I also frequently use an app called Calm which has guided meditation for beginners and sleep stories for if I ever have trouble falling asleep. I’d recommend any sleep story read by Cillian Murphy! “
“In the mornings, I personally like to get up and have a cuppa and either read or take part in Jo Wicks “Wake Up With Joe”.
If I don’t do anything else for myself, I’ve at least helped my body and wellbeing by concentrating on something other than work-based tasks during my mornings.”
“During the week, to break up the monotony of working at home and the shorter days, I make sure I get out for a walk at lunchtime to stretch my legs and get some fresh air. This has been a great hack for breaking up the day and gives me time to process my thoughts.
On top of this I turn off all devices at 8 pm and make sure I have an hour before bed with zero screen time (including television). I use this time to read a few chapters of a book and relax before bed”.
“I find myself pretty frustrated being in one spot all day, so during lockdown I got back into running that I had hated since school, but now I love! I went from struggling with a 4k to doing 2x 10k a week when I was furloughed. If I wasn't running I would always do a big, long walk and spy on pretty houses around my neighbourhood. I was also part of a gym PT group training that transitioned to Zoom classes, and that was nice catching up with the team and discussing how we were feeling and coping, as well as working out.
Otherwise, I'm still pretty bad for limiting my screen time, but I love hearty and healthy food like salads (obsessed with porridge) and limiting my caffeine by switching to tea for some of the day helped with anxiety and jittery feeling.”
There are a few things that I love to do which help me keep my mental health in decent shape!
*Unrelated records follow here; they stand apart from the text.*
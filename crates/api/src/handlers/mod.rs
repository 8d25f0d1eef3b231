pub mod albums;
pub mod photos;

use crate::error::{AppError, AppResult};

/// Parse a numeric path segment, answering 400 with `Invalid <entity> ID
/// '<raw>' given` when it is not an integer.
pub(crate) fn parse_id(raw: &str, entity: &str) -> AppResult<i64> {
    raw.trim()
        .parse()
        .map_err(|_| AppError::BadRequest(format!("Invalid {entity} ID '{raw}' given")))
}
Too much time away from nature hinders my productivity and creativity. When things are busy in my professional and personal life, I always make sure I get at least 1 day per week out in the open, whatever the weather. Lockdown has meant that I haven't been to the sea or the mountains in a while, but there are plenty of great walks and trails that have helped me get through 2020 so far.
I also have seen how my moods can be affected by being too serious for too long. If I have had a week of technical/commercial focussed activity I try to ensure I spend time indulging in something more inspiring and artistic. This doesn't need to have a direct output, but more often than not it helps generate new ideas that can make their way into our advertising campaigns.
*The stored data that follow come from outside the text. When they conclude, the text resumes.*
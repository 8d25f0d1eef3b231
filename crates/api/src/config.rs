/// Server configuration loaded from environment variables.
///
/// Everything except the photo API location has a default suitable for
/// local development.
#[derive(Debug, Clone)]
pub struct ServerConfig {
    /// Bind address (default: `0.0.0.0`).
    pub host: String,
    /// Bind port (default: `3000`).
    pub port: u16,
    /// Allowed CORS origins, parsed from comma-separated `CORS_ORIGINS` env var.
    pub cors_origins: Vec<String>,
    /// Inbound request timeout in seconds (default: `30`).
    pub request_timeout_secs: u64,
    /// Base URL of the remote photo API (required, absolute).
    pub photo_api_url: String,
    /// Timeout for a single photo API request in seconds (default: `10`).
    pub upstream_timeout_secs: u64,
}

/// Startup configuration problems. The server refuses to start on any of them.
#[derive(Debug, PartialEq, Eq, thiserror::Error)]
pub enum ConfigError {
    #[error("Missing environment variable: {0}")]
    Missing(&'static str),

    #[error("Invalid value '{value}' for {var}: {reason}")]
    Invalid {
        var: &'static str,
        value: String,
        reason: String,
    },
}

impl ServerConfig {
    /// Load configuration from environment variables with defaults.
    ///
    /// | Env Var                 | Default                    |
    /// |-------------------------|----------------------------|
    /// | `HOST`                  | `0.0.0.0`                  |
    /// | `PORT`                  | `3000`                     |
    /// | `CORS_ORIGINS`          | `http://localhost:5173`    |
    /// | `REQUEST_TIMEOUT_SECS`  | `30`                       |
    /// | `PHOTO_API_URL`         | -- (required)              |
    /// | `UPSTREAM_TIMEOUT_SECS` | `10`                       |
    pub fn from_env() -> Result<Self, ConfigError> {
        Self::from_lookup(|key| std::env::var(key).ok())
    }

    /// Load configuration from an arbitrary key lookup.
    pub fn from_lookup(lookup: impl Fn(&str) -> Option<String>) -> Result<Self, ConfigError> {
        let host = lookup("HOST").unwrap_or_else(|| "0.0.0.0".into());
        let port = parse_or("PORT", lookup("PORT"), 3000)?;

        let cors_origins: Vec<String> = lookup("CORS_ORIGINS")
            .unwrap_or_else(|| "http://localhost:5173".into())
            .split(',')
            .map(|s| s.trim().to_string())
            .filter(|s| !s.is_empty())
            .collect();

        let request_timeout_secs =
            parse_or("REQUEST_TIMEOUT_SECS", lookup("REQUEST_TIMEOUT_SECS"), 30)?;
        let upstream_timeout_secs =
            parse_or("UPSTREAM_TIMEOUT_SECS", lookup("UPSTREAM_TIMEOUT_SECS"), 10)?;

        let photo_api_url = lookup("PHOTO_API_URL")
            .filter(|v| !v.trim().is_empty())
            .ok_or(ConfigError::Missing("PHOTO_API_URL"))?;
        reqwest::Url::parse(&photo_api_url).map_err(|e| ConfigError::Invalid {
            var: "PHOTO_API_URL",
            value: photo_api_url.clone(),
            reason: e.to_string(),
        })?;

        Ok(Self {
            host,
            port,
            cors_origins,
            request_timeout_secs,
            photo_api_url,
            upstream_timeout_secs,
        })
    }
}

fn parse_or<T>(var: &'static str, raw: Option<String>, default: T) -> Result<T, ConfigError>
where
    T: std::str::FromStr,
    T::Err: std::fmt::Display,
{
    match raw {
        None => Ok(default),
        Some(value) => value.trim().parse().map_err(|e: T::Err| ConfigError::Invalid {
            var,
            reason: e.to_string(),
            value,
        }),
    }
}

#[cfg(test)]
mod tests {
    use super::*;
    use std::collections::HashMap;

    fn load(vars: &[(&str, &str)]) -> Result<ServerConfig, ConfigError> {
        let vars: HashMap<String, String> = vars
            .iter()
            .map(|(k, v)| (k.to_string(), v.to_string()))
            .collect();
        ServerConfig::from_lookup(|key| vars.get(key).cloned())
    }

    #[test]
    fn applies_defaults() {
        let config = load(&[("PHOTO_API_URL", "https://jsonplaceholder.typicode.com")]).unwrap();

        assert_eq!(config.host, "0.0.0.0");
        assert_eq!(config.port, 3000);
        assert_eq!(config.cors_origins, vec!["http://localhost:5173"]);
        assert_eq!(config.request_timeout_secs, 30);
        assert_eq!(config.upstream_timeout_secs, 10);
        assert_eq!(config.photo_api_url, "https://jsonplaceholder.typicode.com");
    }

    #[test]
    fn reads_overrides() {
        let config = load(&[
            ("HOST", "127.0.0.1"),
            ("PORT", "8080"),
            ("CORS_ORIGINS", "http://a.test, http://b.test,"),
            ("REQUEST_TIMEOUT_SECS", "5"),
            ("UPSTREAM_TIMEOUT_SECS", "2"),
            ("PHOTO_API_URL", "http://localhost:4000/api"),
        ])
        .unwrap();

        assert_eq!(config.host, "127.0.0.1");
        assert_eq!(config.port, 8080);
        assert_eq!(config.cors_origins, vec!["http://a.test", "http://b.test"]);
        assert_eq!(config.request_timeout_secs, 5);
        assert_eq!(config.upstream_timeout_secs, 2);
    }

    #[test]
    fn requires_photo_api_url() {
        assert_eq!(load(&[]).unwrap_err(), ConfigError::Missing("PHOTO_API_URL"));
        assert_eq!(
            load(&[("PHOTO_API_URL", "  ")]).unwrap_err(),
            ConfigError::Missing("PHOTO_API_URL")
        );
    }

    #[test]
    fn rejects_relative_photo_api_url() {
        let err = load(&[("PHOTO_API_URL", "photos.example")]).unwrap_err();
        assert!(err.to_string().starts_with("Invalid value 'photos.example' for PHOTO_API_URL"));
    }

    #[test]
    fn rejects_non_numeric_port() {
        let err = load(&[("PHOTO_API_URL", "https://api.test"), ("PORT", "http")]).unwrap_err();
        assert!(matches!(err, ConfigError::Invalid { var: "PORT", .. }));
    }
}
This year has been unlike any other, and I would never have imagined how important video calls and project management systems would become. Our team meet online at least once per day, and this has helped us stay connected but also maintain our ability to share feedback openly. A big part of that for me is being seen and seeing my colleagues. It doesn't compare to face-to-face interaction, but under current circumstances, it's helped us maintain our momentum for sure.